C’est une mesure rare. Le maire d’Orléans a pris ce mardi 26 août un arrêté pour interdire l’inhumation de Protais Zigiranyirazo, dit «Monsieur Z», considéré comme l’une des principales figures du génocide des Tutsis au Rwanda, dont les obsèques sont prévues le 28 août dans sa commune.
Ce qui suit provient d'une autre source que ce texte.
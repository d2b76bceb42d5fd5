// patterns.rs - Named starting patterns, relative to their top-left corner

pub struct Pattern {
    pub name: &'static str,
    pub cells: &'static [(usize, usize)],
}

impl Pattern {
    /// Bounding box as `(rows, columns)`.
    pub fn extent(&self) -> (usize, usize) {
        self.cells
            .iter()
            .fold((0, 0), |(rows, columns), &(row, column)| {
                (rows.max(row + 1), columns.max(column + 1))
            })
    }
}

pub const BLOCK: Pattern = Pattern {
    name: "Block",
    cells: &[(0, 0), (0, 1), (1, 0), (1, 1)],
};

pub const BLINKER: Pattern = Pattern {
    name: "Blinker",
    cells: &[(0, 0), (0, 1), (0, 2)],
};

pub const GLIDER: Pattern = Pattern {
    name: "Glider",
    cells: &[(0, 1), (1, 2), (2, 0), (2, 1), (2, 2)],
};

pub const TOAD: Pattern = Pattern {
    name: "Toad",
    cells: &[(0, 1), (0, 2), (0, 3), (1, 0), (1, 1), (1, 2)],
};

pub const BEACON: Pattern = Pattern {
    name: "Beacon",
    cells: &[(0, 0), (0, 1), (1, 0), (1, 1), (2, 2), (2, 3), (3, 2), (3, 3)],
};

pub const PULSAR: Pattern = Pattern {
    name: "Pulsar",
    cells: &[
        // Top half
        (0, 2), (0, 3), (0, 4), (0, 8), (0, 9), (0, 10),
        (2, 0), (2, 5), (2, 7), (2, 12),
        (3, 0), (3, 5), (3, 7), (3, 12),
        (4, 0), (4, 5), (4, 7), (4, 12),
        (5, 2), (5, 3), (5, 4), (5, 8), (5, 9), (5, 10),
        // Bottom half (mirrored)
        (7, 2), (7, 3), (7, 4), (7, 8), (7, 9), (7, 10),
        (8, 0), (8, 5), (8, 7), (8, 12),
        (9, 0), (9, 5), (9, 7), (9, 12),
        (10, 0), (10, 5), (10, 7), (10, 12),
        (12, 2), (12, 3), (12, 4), (12, 8), (12, 9), (12, 10),
    ],
};

pub const R_PENTOMINO: Pattern = Pattern {
    name: "R-pentomino",
    cells: &[(0, 1), (0, 2), (1, 0), (1, 1), (2, 1)],
};

pub const GOSPER_GLIDER_GUN: Pattern = Pattern {
    name: "Gosper Glider Gun",
    cells: &[
        (4, 0), (4, 1), (5, 0), (5, 1),
        (4, 10), (5, 10), (6, 10), (3, 11), (7, 11), (2, 12), (8, 12),
        (2, 13), (8, 13), (5, 14), (3, 15), (7, 15), (4, 16), (5, 16),
        (6, 16), (5, 17), (2, 20), (3, 20), (4, 20), (2, 21), (3, 21),
        (4, 21), (1, 22), (5, 22), (0, 24), (1, 24), (5, 24), (6, 24),
        (2, 34), (3, 34), (2, 35), (3, 35),
    ],
};

pub const PATTERNS: &[&Pattern] = &[
    &BLOCK,
    &BLINKER,
    &GLIDER,
    &TOAD,
    &BEACON,
    &PULSAR,
    &R_PENTOMINO,
    &GOSPER_GLIDER_GUN,
];

/// Case-insensitive lookup by name.
pub fn find(name: &str) -> Option<&'static Pattern> {
    PATTERNS
        .iter()
        .copied()
        .find(|pattern| pattern.name.eq_ignore_ascii_case(name))
}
Mort le 3 août à Niamey (Niger) à 87 ans, Protais Zigiranyirazo avait été condamné à vingt ans de prison pour génocide en première instance par le Tribunal pénal international pour le Rwanda (TPIR) mais acquitté en appel en 2009. Les juges de la chambre d’appel avaient à l’époque conclu que leurs collègues de première instance s’étaient «gravement fourvoyés dans le traitement des preuves» et qu’il n’y avait pas d’autre choix que l’acquittement.
Cerveau du génocide
Frère aîné de la veuve du président rwandais Juvénal Habyarimana dont le meurtre, le 6 avril 1994, avait été immédiatement suivi par le début du génocide, «Monsieur Z» reste considéré par beaucoup comme l’un des cerveaux du cercle présidentiel hutu soupçonné d’avoir planifié le génocide. C’est le cas du Collectif des parties civiles pour le Rwanda (CPCR), association française de rescapés du génocide et de leurs soutiens, qui a appelé le gouvernement français et les élus d’Orléans à s’opposer à l’inhumation de Protais Zigiranyirazo.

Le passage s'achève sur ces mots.